Try it:
Every line with the string "plus" in it belongs in your answer, so copy them all from the data.
#####
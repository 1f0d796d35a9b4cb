//! Password hashing and verification.

use anyhow::anyhow;
use argon2::{
    password_hash::{PasswordHash, PasswordHasher, PasswordVerifier, SaltString},
    Argon2,
};
use rand::rngs::OsRng;

/// Hash a plaintext password with Argon2id and a fresh random salt.
///
/// Callers reject empty input before invoking; for usable input this
/// does not fail.
pub fn hash_password(password: &str) -> anyhow::Result<String> {
    let salt = SaltString::generate(&mut OsRng);

    Argon2::default()
        .hash_password(password.as_bytes(), &salt)
        .map(|hash| hash.to_string())
        .map_err(|e| anyhow!("password hashing failed: {}", e))
}

/// Verify a plaintext password against a stored digest.
///
/// Returns `false` on any mismatch, including a malformed digest.
pub fn verify_password(password: &str, digest: &str) -> bool {
    match PasswordHash::new(digest) {
        Ok(parsed) => Argon2::default()
            .verify_password(password.as_bytes(), &parsed)
            .is_ok(),
        Err(_) => false,
    }
}

#[cfg(test)]
mod tests {
    use super::*;

    #[test]
    fn test_hash_and_verify() {
        let password = "my_secure_password_123";
        let digest = hash_password(password).unwrap();

        assert_ne!(digest, password);
        assert!(verify_password(password, &digest));
        assert!(!verify_password("wrong_password", &digest));
    }

    #[test]
    fn test_same_password_hashes_differently() {
        let password = "repeat_after_me";
        let first = hash_password(password).unwrap();
        let second = hash_password(password).unwrap();

        // Salted per call, so the digests differ but both verify.
        assert_ne!(first, second);
        assert!(verify_password(password, &first));
        assert!(verify_password(password, &second));
    }

    #[test]
    fn test_malformed_digest_verifies_false() {
        assert!(!verify_password("anything", "not-a-digest"));
        assert!(!verify_password("anything", ""));
    }
}
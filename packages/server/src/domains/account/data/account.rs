use chrono::{DateTime, Utc};
use juniper::{GraphQLInputObject, GraphQLObject};
use serde::{Deserialize, Serialize};
use uuid::Uuid;

use crate::domains::account::models::Account;

/// Account GraphQL data type
///
/// Public API representation of an account; never carries the password
/// digest.
#[derive(Debug, Clone, Serialize, Deserialize, GraphQLObject)]
#[graphql(description = "A registered user account")]
pub struct AccountData {
    /// Unique identifier
    pub id: String,

    pub name: String,

    pub email: String,

    /// When the account was created
    pub created_at: DateTime<Utc>,

    /// When the account was last modified
    pub updated_at: DateTime<Utc>,
}

impl From<Account> for AccountData {
    fn from(account: Account) -> Self {
        Self {
            id: account.id.to_string(),
            name: account.name,
            email: account.email,
            created_at: account.created_at,
            updated_at: account.updated_at,
        }
    }
}

/// Result of a successful login
///
/// The bearer token plus the public profile of the authenticated account.
#[derive(Debug, Clone, Serialize, Deserialize, GraphQLObject)]
#[graphql(description = "An authenticated session")]
pub struct SessionData {
    /// Opaque bearer credential, already prefixed with the scheme label
    pub token: String,

    pub id: String,

    pub name: String,

    pub email: String,
}

#[derive(Debug, Clone, GraphQLInputObject)]
#[graphql(description = "Fields for registering a new user")]
pub struct CreateUserInput {
    pub name: String,
    pub email: String,
    pub password: String,
}

#[derive(Debug, Clone, GraphQLInputObject)]
#[graphql(description = "Partial update for an existing user")]
pub struct UpdateUserInput {
    pub id: Uuid,
    pub name: Option<String>,
    pub email: Option<String>,
    pub password: Option<String>,
}

#[derive(Debug, Clone, GraphQLInputObject)]
#[graphql(description = "Credentials for logging in")]
pub struct CreateSessionInput {
    pub email: String,
    pub password: String,
}
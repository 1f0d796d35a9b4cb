use std::sync::Arc;

use axum::{
    extract::{Extension, State},
    http::StatusCode,
    response::{Html, IntoResponse, Response},
    Json,
};
use juniper::http::GraphQLRequest;

use crate::server::graphql::{GraphQLContext, Schema};

/// GraphQL POST endpoint
pub async fn graphql_handler(
    State(schema): State<Arc<Schema>>,
    Extension(context): Extension<GraphQLContext>,
    Json(request): Json<GraphQLRequest>,
) -> Response {
    let response = request.execute(&schema, &context).await;
    let status = if response.is_ok() {
        StatusCode::OK
    } else {
        StatusCode::BAD_REQUEST
    };

    (status, Json(response)).into_response()
}

/// GraphQL playground (GraphiQL)
pub async fn graphql_playground() -> Html<String> {
    Html(
        r#"
<!DOCTYPE html>
<html>
<head>
    <title>GraphQL Playground</title>
    <style>
        body {
            height: 100%;
            margin: 0;
            width: 100%;
            overflow: hidden;
        }
        #graphiql {
            height: 100vh;
        }
    </style>
    <script
        crossorigin
        src="https://unpkg.com/react@18/umd/react.production.min.js"
    ></script>
    <script
        crossorigin
        src="https://unpkg.com/react-dom@18/umd/react-dom.production.min.js"
    ></script>
    <link rel="stylesheet" href="https://unpkg.com/graphiql/graphiql.min.css" />
</head>
<body>
    <div id="graphiql">Loading...</div>
    <script
        src="https://unpkg.com/graphiql/graphiql.min.js"
        type="application/javascript"
    ></script>
    <script>
        const fetcher = GraphiQL.createFetcher({
            url: '/graphql',
        });

        ReactDOM.render(
            React.createElement(GraphiQL, { fetcher: fetcher }),
            document.getElementById('graphiql'),
        );
    </script>
</body>
</html>
"#
        .to_string(),
    )
}
//! Account query actions
//!
//! Query actions return data directly; absence is not an error.

use uuid::Uuid;

use crate::common::errors::AccountError;
use crate::domains::account::data::AccountData;
use crate::kernel::ServerDeps;

/// Get a single account by exact email
pub async fn account_by_email(
    email: &str,
    deps: &ServerDeps,
) -> Result<Option<AccountData>, AccountError> {
    Ok(deps
        .store
        .find_by_email(email)
        .await?
        .map(AccountData::from))
}

/// Get a single account by id
pub async fn account_by_id(
    id: Uuid,
    deps: &ServerDeps,
) -> Result<Option<AccountData>, AccountError> {
    Ok(deps.store.find_by_id(id).await?.map(AccountData::from))
}

/// Get all accounts, newest first
pub async fn list_accounts(deps: &ServerDeps) -> Result<Vec<AccountData>, AccountError> {
    Ok(deps
        .store
        .find_all()
        .await?
        .into_iter()
        .map(AccountData::from)
        .collect())
}
// Main entry point for API server

use anyhow::{Context, Result};
use server_core::{server::build_app, Config};
use sqlx::postgres::PgPoolOptions;
use tracing_subscriber::{layer::SubscriberExt, util::SubscriberInitExt};

#[tokio::main]
async fn main() -> Result<()> {
    // Initialize logging
    tracing_subscriber::registry()
        .with(
            tracing_subscriber::EnvFilter::try_from_default_env()
                .unwrap_or_else(|_| "info,server_core=debug,sqlx=warn".into()),
        )
        .with(tracing_subscriber::fmt::layer())
        .init();

    tracing::info!("Starting user account API");

    // Load configuration
    let config = Config::from_env().context("Failed to load configuration")?;
    tracing::info!("Configuration loaded");

    // Connect to database
    tracing::info!("Connecting to database...");
    let pool = PgPoolOptions::new()
        .max_connections(10)
        .connect(&config.database_url)
        .await
        .context("Failed to connect to database")?;
    tracing::info!("Database connected");

    // Run migrations
    sqlx::migrate!("./migrations")
        .run(&pool)
        .await
        .context("Failed to run migrations")?;

    // Build application
    let app = build_app(pool, &config.jwt_secret);

    // Start server
    let addr = format!("0.0.0.0:{}", config.port);
    tracing::info!("Starting server on {}", addr);
    tracing::info!(
        "GraphQL playground: http://localhost:{}/playground",
        config.port
    );

    let listener = tokio::net::TcpListener::bind(&addr)
        .await
        .context("Failed to bind to address")?;

    axum::serve(listener, app).await.context("Server error")?;

    Ok(())
}
//! Account domain - user records and their lifecycle

pub mod actions;
pub mod data;
pub mod models;

// Re-export commonly used types
pub use data::AccountData;
pub use models::Account;
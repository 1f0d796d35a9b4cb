//! Update account action - partial mutation guarded by an existence check

use crate::common::errors::AccountError;
use crate::domains::account::data::{AccountData, UpdateUserInput};
use crate::domains::auth::password;
use crate::kernel::{AccountPatch, ServerDeps};

/// Update an existing account's name, email, or password.
///
/// A supplied password is re-hashed here, the same as at registration; the
/// store only ever receives the digest.
pub async fn update_account(
    input: UpdateUserInput,
    deps: &ServerDeps,
) -> Result<AccountData, AccountError> {
    deps.store
        .find_by_id(input.id)
        .await?
        .ok_or(AccountError::NotFound)?;

    let password_digest = match input.password.as_deref() {
        Some(plaintext) if !plaintext.is_empty() => Some(password::hash_password(plaintext)?),
        _ => None,
    };

    let account = deps
        .store
        .update_by_id(
            input.id,
            AccountPatch {
                name: input.name,
                email: input.email,
                password_digest,
            },
        )
        .await?
        .ok_or(AccountError::NotFound)?;

    Ok(AccountData::from(account))
}
impl EngineInner {
    fn new(
        model: CellModel,
        bus: Arc<dyn BusPublisher>,
        timer_factory: Arc<dyn TimerFactory>,
        cron: Arc<dyn CronScheduler>,
        handle: EngineHandle,
    ) -> Self {
        Self {
            model,
            bus,
            handle,
            timer_factory,
            cron,
            rules: HashMap::new(),
            rule_order: Vec::new(),
            rule_serial: 0,
            pass_depth: 0,
            cell_to_rules: HashMap::new(),
            rules_without_cells: HashSet::new(),
            noted_cells: None,
            require_complete: 0,
            rule_funcs: CallbackSpace::new("ruleFuncs"),
            process_callbacks: CallbackSpace::new("processes"),
            timer_callbacks: HashMap::new(),
            timers: Vec::new(),
            named_timers: HashMap::new(),
            current_timer: None,
            aliases: HashMap::new(),
            stopping: false,
        }
    }

    /// One scheduler pass. With a changed cell, only rules depending on it
    /// (plus rules reading no cells) are marked for checking, and only if
    /// the cell is complete; without one, every rule evaluates its
    /// condition.
    pub(crate) fn run_rules(&mut self, changed: Option<CellSpec>) {
        if self.pass_depth == 0 {
            self.prune_destroyed_rules();
        }
        if let Some(spec) = &changed {
            self.model.ensure_cell(spec);
            if self.model.is_complete(spec) {
                let mut marked: Vec<String> =
                    self.cell_to_rules.get(spec).cloned().unwrap_or_default();
                marked.extend(self.rules_without_cells.iter().cloned());
                for name in marked {
                    if let Some(rule) = self.rules.get_mut(&name) {
                        rule.should_check = true;
                    }
                }
            }
        }

        // Index loop: a rule body may define new rules mid-pass; they are
        // appended and picked up by the same pass. `rule_order` never
        // shrinks during a pass (destruction leaves a tombstone), so the
        // index never skips a live rule.
        self.pass_depth += 1;
        let mut i = 0;
        while i < self.rule_order.len() {
            let name = self.rule_order[i].clone();
            self.check_rule(&name, changed.as_ref());
            i += 1;
        }
        self.pass_depth -= 1;
    }

    /// Drop the slots of rules destroyed without replacement. Runs between
    /// top-level passes only.
    fn prune_destroyed_rules(&mut self) {
        let dead: Vec<String> = self
            .rules
            .iter()
            .filter(|(_, rule)| rule.rule_type == RuleType::Destroyed)
            .map(|(name, _)| name.clone())
            .collect();
        if dead.is_empty() {
            return;
        }
        for name in &dead {
            self.rules.remove(name);
        }
        self.rule_order.retain(|name| self.rules.contains_key(name));
        debug!(count = dead.len(), "pruned destroyed rules");
    }

    /// Evaluate one rule against an optional changed cell.
    pub(crate) fn check_rule(&mut self, name: &str, changed: Option<&CellSpec>) {
        let (serial, rule_type, cond, then, should_check) = match self.rules.get(name) {
            Some(rule) => (
                rule.serial,
                rule.rule_type,
                rule.cond,
                rule.then,
                rule.should_check,
            ),
            None => return,
        };
        if rule_type == RuleType::Destroyed {
            // Tombstone of a rule destroyed mid-pass; its slot is pruned
            // before the next top-level pass.
            debug!(rule = name, "skipping destroyed rule");
            return;
        }
        // Skip the script entirely when none of the condition's cells
        // changed; a pass without a changed cell always evaluates.
        if changed.is_some() && !should_check {
            return;
        }

        let mut fire: Option<CallbackArgs> = None;
        match rule_type {
            RuleType::Level => {
                if let Some(current) = self.invoke_cond(name, cond) {
                    if current {
                        fire = Some(CallbackArgs::None);
                    }
                }
            }
            RuleType::Edge => {
                if let Some(current) = self.invoke_cond(name, cond) {
                    if let Some(rule) = self.rule_instance_mut(name, serial) {
                        if current && (rule.first_run || current != rule.prev_cond_value) {
                            fire = Some(CallbackArgs::None);
                        }
                        rule.prev_cond_value = current;
                    }
                }
            }
            RuleType::OnCellChange => {
                if let Some(cell) = changed {
                    if self.model.is_complete(cell) {
                        let new_value = self.model.value(cell).unwrap_or_default();
                        if let Some(rule) = self.rule_instance_mut(name, serial) {
                            if rule.watch_cells.contains(cell) {
                                let old_value = rule.old_cell_value.replace(new_value.clone());
                                fire = Some(CallbackArgs::CellChange(CellChangeEvent {
                                    device: cell.device.clone(),
                                    control: cell.control.clone(),
                                    new_value,
                                    old_value,
                                }));
                            }
                        }
                    }
                }
            }
            RuleType::Destroyed => unreachable!(),
        }

        if let Some(rule) = self.rule_instance_mut(name, serial) {
            rule.first_run = false;
            rule.should_check = false;
        }

        if let Some(args) = fire {
            debug!(rule = name, "firing rule");
            self.invoke_rule_body(name, then, args);
        }
    }

    /// Run a condition with the dependency tracker armed and incomplete-cell
    /// protection on. Returns the boolean outcome, or `None` when the script
    /// failed (distinct from an incomplete-cell skip: a failure must not
    /// update edge state).
    fn invoke_cond(&mut self, name: &str, cond: Option<CallbackId>) -> Option<bool> {
        let Some(id) = cond else {
            return Some(false);
        };
        let Some(condition) = self.rule_funcs.get(id) else {
            warn!(rule = name, callback = %id, "condition callback vanished");
            return None;
        };

        self.noted_cells = Some(HashSet::new());
        self.require_complete += 1;
        let result = condition(&mut ScriptCtx::new(self), &CallbackArgs::None);
        self.require_complete -= 1;
        self.store_tracked_cells(name);

        match result {
            Ok(value) => Some(value.is_truthy()),
            Err(ScriptError::IncompleteCell(spec)) => {
                debug!(rule = name, cell = %spec, "condition skipped, cell not complete");
                Some(false)
            }
            Err(ScriptError::Failure(msg)) => {
                error!(rule = name, error = %msg, "rule condition failed");
                None
            }
        }
    }

    fn invoke_rule_body(&mut self, name: &str, then: CallbackId, args: CallbackArgs) {
        let Some(body) = self.rule_funcs.get(then) else {
            warn!(rule = name, callback = %then, "rule body callback vanished");
            return;
        };
        if let Err(err) = body(&mut ScriptCtx::new(self), &args) {
            error!(rule = name, error = %err, "rule body failed");
        }
    }

    /// The rule under `name`, only if it is still the same instance.
    fn rule_instance_mut(&mut self, name: &str, serial: u64) -> Option<&mut Rule> {
        self.rules.get_mut(name).filter(|rule| rule.serial == serial)
    }

    /// Record a cell read while a condition is being evaluated.
    pub(crate) fn track_cell(&mut self, spec: &CellSpec) {
        if let Some(noted) = &mut self.noted_cells {
            noted.insert(spec.clone());
        }
    }

    fn store_tracked_cells(&mut self, name: &str) {
        match self.noted_cells.take() {
            Some(noted) if !noted.is_empty() => {
                for spec in noted {
                    self.store_rule_cell(&spec, name);
                }
            }
            Some(_) => {
                debug!(rule = name, "rule reads no cells");
                self.rules_without_cells.insert(name.to_string());
            }
            None => {}
        }
    }

    fn store_rule_cell(&mut self, spec: &CellSpec, name: &str) {
        self.cell_to_rules
            .entry(spec.clone())
            .or_default()
            .push(name.to_string());
    }

    pub(crate) fn define_rule(&mut self, name: &str, def: RuleDef) -> Result<()> {
        if name.is_empty() {
            return Err(Error::Rule("rule name must not be empty".into()));
        }
        let trigger = def.trigger()?;
        let (Some(then_fn), cond_fn) = (
            def.then.clone(),
            def.when.clone().or_else(|| def.as_soon_as.clone()),
        ) else {
            return Err(Error::Rule("no 'then'".into()));
        };
        let cron_job = match &def.cron {
            Some(spec) => Some(self.schedule_cron(name, spec)?),
            None => None,
        };

        // Validation is done; from here on the old rule (if any) goes away.
        if self.rules.contains_key(name) {
            self.destroy_rule(name);
        } else {
            self.rule_order.push(name.to_string());
        }

        self.rule_serial += 1;
        let serial = self.rule_serial;
        let then = self.rule_funcs.store(then_fn);
        let (rule_type, cond, watch_cells) = match trigger {
            TriggerKind::Level => (
                RuleType::Level,
                cond_fn.map(|f| self.rule_funcs.store(f)),
                Vec::new(),
            ),
            TriggerKind::Edge => (
                RuleType::Edge,
                cond_fn.map(|f| self.rule_funcs.store(f)),
                Vec::new(),
            ),
            TriggerKind::OnChange(cells) => {
                for spec in &cells {
                    self.model.ensure_cell(spec);
                    self.store_rule_cell(spec, name);
                }
                (RuleType::OnCellChange, None, cells)
            }
        };

        self.rules.insert(
            name.to_string(),
            Rule {
                name: name.to_string(),
                serial,
                rule_type,
                cond,
                then,
                watch_cells,
                cron_job,
                first_run: true,
                prev_cond_value: false,
                old_cell_value: None,
                should_check: false,
            },
        );
        debug!(rule = name, "rule defined");
        Ok(())
    }

    /// Release a rule's callback handles and its dependency-index entries,
    /// and mark it destroyed. The registry slot survives so a redefinition
    /// keeps its position.
    pub(crate) fn destroy_rule(&mut self, name: &str) {
        let Some(rule) = self.rules.get_mut(name) else {
            return;
        };
        debug!(rule = %rule.name, "destroying rule");
        let cond = rule.cond.take();
        let then = rule.then;
        let cron_job = rule.cron_job.take();
        rule.rule_type = RuleType::Destroyed;

        if let Some(id) = cond {
            self.rule_funcs.remove(id);
        }
        self.rule_funcs.remove(then);
        if let Some(job) = cron_job {
            self.cron.cancel(job);
        }
        for rules in self.cell_to_rules.values_mut() {
            rules.retain(|n| n != name);
        }
        self.cell_to_rules.retain(|_, rules| !rules.is_empty());
        self.rules_without_cells.remove(name);
    }

    /// Destroy a rule without replacement. The registry keeps a tombstone
    /// so a pass that is currently iterating never sees the order list
    /// shrink; the slot is reclaimed before the next top-level pass.
    pub(crate) fn undefine_rule(&mut self, name: &str) -> bool {
        match self.rules.get(name) {
            Some(rule) if rule.rule_type != RuleType::Destroyed => {
                self.destroy_rule(name);
                true
            }
            _ => false,
        }
    }

    pub(crate) fn rule_names(&self) -> Vec<String> {
        self.rule_order
            .iter()
            .filter(|name| {
                matches!(self.rules.get(*name), Some(rule) if rule.rule_type != RuleType::Destroyed)
            })
            .cloned()
            .collect()
    }

    fn schedule_cron(&mut self, rule: &str, spec: &str) -> Result<crate::cron::CronJobId> {
        let handle = self.handle.clone();
        let rule_name = rule.to_string();
        self.cron.schedule(
            spec,
            Box::new(move || {
                let rule_name = rule_name.clone();
                handle.inject(move |engine| {
                    debug!(rule = %rule_name, "cron tick");
                    engine.check_rule(&rule_name, None);
                });
            }),
        )
    }

    fn shutdown(&mut self) {
        // Dropping the stop senders cancels every tick-forwarding task and,
        // through them, the platform timers.
        self.timers.clear();
        self.timer_callbacks.clear();
        self.named_timers.clear();
        let jobs: Vec<_> = self.rules.values().filter_map(|r| r.cron_job).collect();
        for job in jobs {
            self.cron.cancel(job);
        }
        info!("rule engine stopped");
    }
}
//! Unified error handling for hearth.
//!
//! One error type shared by every crate in the workspace, with a variant per
//! concern. Nothing except startup wiring is treated as fatal; rule-script
//! mistakes are reported through these variants and logged, never panicked on.

/// Unified error type for hearth.
#[derive(Debug, thiserror::Error)]
pub enum Error {
    /// Cell model errors (unknown cells, read-only writes).
    #[error("model error: {0}")]
    Model(String),

    /// Invalid rule definitions.
    #[error("invalid rule: {0}")]
    Rule(String),

    /// Timer subsystem errors.
    #[error("timer error: {0}")]
    Timer(String),

    /// Subprocess errors.
    #[error("process error: {0}")]
    Process(String),

    /// Bus publish/subscribe errors.
    #[error("bus error: {0}")]
    Bus(String),

    /// Engine lifecycle errors (calls into a stopped engine).
    #[error("engine error: {0}")]
    Engine(String),

    /// Configuration errors.
    #[error("configuration error: {0}")]
    Config(String),

    /// IO errors.
    #[error("io error: {0}")]
    Io(#[from] std::io::Error),
}

/// Result type alias for convenience.
pub type Result<T> = std::result::Result<T, Error>;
#####
Output:
/// The bearer token plus the public profile of the authenticated account.
    /// (plus rules reading no cells) are marked for checking, and only if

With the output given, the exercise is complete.